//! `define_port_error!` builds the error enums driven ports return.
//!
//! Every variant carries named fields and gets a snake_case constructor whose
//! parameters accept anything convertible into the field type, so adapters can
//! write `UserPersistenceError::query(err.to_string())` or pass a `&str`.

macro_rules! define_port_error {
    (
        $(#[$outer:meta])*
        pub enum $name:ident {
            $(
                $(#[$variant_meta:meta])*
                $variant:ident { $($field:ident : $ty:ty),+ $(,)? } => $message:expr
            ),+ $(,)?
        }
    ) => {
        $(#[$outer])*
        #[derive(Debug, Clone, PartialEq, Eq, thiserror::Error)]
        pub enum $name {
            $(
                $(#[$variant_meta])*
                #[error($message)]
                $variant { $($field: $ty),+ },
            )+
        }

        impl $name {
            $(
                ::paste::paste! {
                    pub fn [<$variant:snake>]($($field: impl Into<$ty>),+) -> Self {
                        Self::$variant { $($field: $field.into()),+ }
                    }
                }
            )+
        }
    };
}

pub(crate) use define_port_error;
####
> _What is needed_
The whole listing above is to be reproduced without any slip.

> _Solution to this task_
//! `define_port_error!` builds the error enums driven ports return.
//!
//! Every variant carries named fields and gets a snake_case constructor whose
//! parameters accept anything convertible into the field type, so adapters can
//! write `UserPersistenceError::query(err.to_string())` or pass a `&str`.

macro_rules! define_port_error {
    (
        $(#[$outer:meta])*
        pub enum $name:ident {
            $(
                $(#[$variant_meta:meta])*
                $variant:ident { $($field:ident : $ty:ty),+ $(,)? } => $message:expr
            ),+ $(,)?
        }
    ) => {
        $(#[$outer])*
        #[derive(Debug, Clone, PartialEq, Eq, thiserror::Error)]
        pub enum $name {
            $(
                $(#[$variant_meta])*
                #[error($message)]
                $variant { $($field: $ty),+ },
            )+
        }

        impl $name {
            $(
                ::paste::paste! {
                    pub fn [<$variant:snake>]($($field: impl Into<$ty>),+) -> Self {
                        Self::$variant { $($field: $field.into()),+ }
                    }
                }
            )+
        }
    };
}

pub(crate) use define_port_error;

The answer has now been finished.